#### WHAT YOU WILL DO
Reproduce the data, keeping every word exactly as it is.

** SOURCE DATA follows **

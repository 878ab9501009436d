//! Implementation of Linux specific calls.

use core::{alloc::Layout, ptr::{self, NonNull}};

use memlist_core::{Platform, PowerOf2};
use tracing::error;

/// Implementation of the Platform trait, for Linux.
///
/// The arena is an anonymous, private, mapping: zeroed, and aligned on a page boundary.
#[derive(Clone, Copy, Debug, Default)]
pub struct MmapPlatform;

impl MmapPlatform {
    /// Creates an instance.
    pub const fn new() -> Self { Self }
}

impl Platform for MmapPlatform {
    unsafe fn allocate(&self, layout: Layout) -> Option<NonNull<u8>> {
        let page = page_size();

        if layout.align() > page.value() {
            return None;
        }

        mmap_allocate(page.checked_round_up(layout.size())?)
    }

    unsafe fn deallocate(&self, pointer: NonNull<u8>, layout: Layout) {
        //  Safety:
        //  -   `allocate` mapped exactly this many bytes.
        munmap_deallocate(pointer.as_ptr(), page_size().round_up(layout.size()));
    }
}

//  Returns the size of a page.
fn page_size() -> PowerOf2 {
    const FALLBACK: PowerOf2 = unsafe { PowerOf2::new_unchecked(4096) };

    //  Safety:
    //  -   `_SC_PAGESIZE` is a valid name.
    let size = unsafe { libc::sysconf(libc::_SC_PAGESIZE) };

    usize::try_from(size).ok().and_then(PowerOf2::new).unwrap_or(FALLBACK)
}

//  Maps `size` bytes of private, anonymous, memory: zeroed and page-aligned.
fn mmap_allocate(size: usize) -> Option<NonNull<u8>> {
    let protection = libc::PROT_READ | libc::PROT_WRITE;
    let flags = libc::MAP_PRIVATE | libc::MAP_ANONYMOUS;

    //  Safety:
    //  -   Anonymous mappings take no hint, no file descriptor (-1), and no offset (0).
    let mapped = unsafe { libc::mmap(ptr::null_mut(), size, protection, flags, -1, 0) };

    if mapped == libc::MAP_FAILED {
        return None;
    }

    NonNull::new(mapped.cast())
}

//  Unmaps `[address, address + size)`.
//
//  #   Safety
//
//  -   Assumes that the range was mapped by `mmap_allocate`, and is no longer in use.
unsafe fn munmap_deallocate(address: *mut u8, size: usize) {
    if libc::munmap(address.cast(), size) != 0 {
        error!(address = address as usize, size, errno = %std::io::Error::last_os_error(), "munmap failed");
    }
}

#[cfg(test)]
mod tests {

use super::*;

#[test]
fn mmap_platform_page_size() {
    assert!(page_size().value() >= 4096);
}

#[test]
fn mmap_platform_allocate_deallocate() {
    let platform = MmapPlatform::new();
    let layout = Layout::from_size_align(10_000, 16).unwrap();

    let pointer = unsafe { platform.allocate(layout) }.expect("Mapped");

    assert_eq!(0, pointer.as_ptr() as usize % page_size().value());

    let bytes = unsafe { core::slice::from_raw_parts_mut(pointer.as_ptr(), layout.size()) };

    assert!(bytes.iter().all(|byte| *byte == 0));

    bytes.iter_mut().for_each(|byte| *byte = 0xA5);

    unsafe { platform.deallocate(pointer, layout) };
}

#[test]
fn mmap_platform_overaligned() {
    let platform = MmapPlatform::new();
    let layout = Layout::from_size_align(1 << 30, 1 << 30).unwrap();

    assert_eq!(None, unsafe { platform.allocate(layout) });
}

} // mod tests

** End of SOURCE DATA **

#### ANSWER BELOW
repository 878ab9501009436d
//! Implementation of Linux specific calls.

use core::{alloc::Layout, ptr::{self, NonNull}};

use memlist_core::{Platform, PowerOf2};
use tracing::error;

/// Implementation of the Platform trait, for Linux.
///
/// The arena is an anonymous, private, mapping: zeroed, and aligned on a page boundary.
#[derive(Clone, Copy, Debug, Default)]
pub struct MmapPlatform;

impl MmapPlatform {
    /// Creates an instance.
    pub const fn new() -> Self { Self }
}

impl Platform for MmapPlatform {
    unsafe fn allocate(&self, layout: Layout) -> Option<NonNull<u8>> {
        let page = page_size();

        if layout.align() > page.value() {
            return None;
        }

        mmap_allocate(page.checked_round_up(layout.size())?)
    }

    unsafe fn deallocate(&self, pointer: NonNull<u8>, layout: Layout) {
        //  Safety:
        //  -   `allocate` mapped exactly this many bytes.
        munmap_deallocate(pointer.as_ptr(), page_size().round_up(layout.size()));
    }
}

//  Returns the size of a page.
fn page_size() -> PowerOf2 {
    const FALLBACK: PowerOf2 = unsafe { PowerOf2::new_unchecked(4096) };

    //  Safety:
    //  -   `_SC_PAGESIZE` is a valid name.
    let size = unsafe { libc::sysconf(libc::_SC_PAGESIZE) };

    usize::try_from(size).ok().and_then(PowerOf2::new).unwrap_or(FALLBACK)
}

//  Maps `size` bytes of private, anonymous, memory: zeroed and page-aligned.
fn mmap_allocate(size: usize) -> Option<NonNull<u8>> {
    let protection = libc::PROT_READ | libc::PROT_WRITE;
    let flags = libc::MAP_PRIVATE | libc::MAP_ANONYMOUS;

    //  Safety:
    //  -   Anonymous mappings take no hint, no file descriptor (-1), and no offset (0).
    let mapped = unsafe { libc::mmap(ptr::null_mut(), size, protection, flags, -1, 0) };

    if mapped == libc::MAP_FAILED {
        return None;
    }

    NonNull::new(mapped.cast())
}

//  Unmaps `[address, address + size)`.
//
//  #   Safety
//
//  -   Assumes that the range was mapped by `mmap_allocate`, and is no longer in use.
unsafe fn munmap_deallocate(address: *mut u8, size: usize) {
    if libc::munmap(address.cast(), size) != 0 {
        error!(address = address as usize, size, errno = %std::io::Error::last_os_error(), "munmap failed");
    }
}

#[cfg(test)]
mod tests {

use super::*;

#[test]
fn mmap_platform_page_size() {
    assert!(page_size().value() >= 4096);
}

#[test]
fn mmap_platform_allocate_deallocate() {
    let platform = MmapPlatform::new();
    let layout = Layout::from_size_align(10_000, 16).unwrap();

    let pointer = unsafe { platform.allocate(layout) }.expect("Mapped");

    assert_eq!(0, pointer.as_ptr() as usize % page_size().value());

    let bytes = unsafe { core::slice::from_raw_parts_mut(pointer.as_ptr(), layout.size()) };

    assert!(bytes.iter().all(|byte| *byte == 0));

    bytes.iter_mut().for_each(|byte| *byte = 0xA5);

    unsafe { platform.deallocate(pointer, layout) };
}

#[test]
fn mmap_platform_overaligned() {
    let platform = MmapPlatform::new();
    let layout = Layout::from_size_align(1 << 30, 1 << 30).unwrap();

    assert_eq!(None, unsafe { platform.allocate(layout) });
}

} // mod tests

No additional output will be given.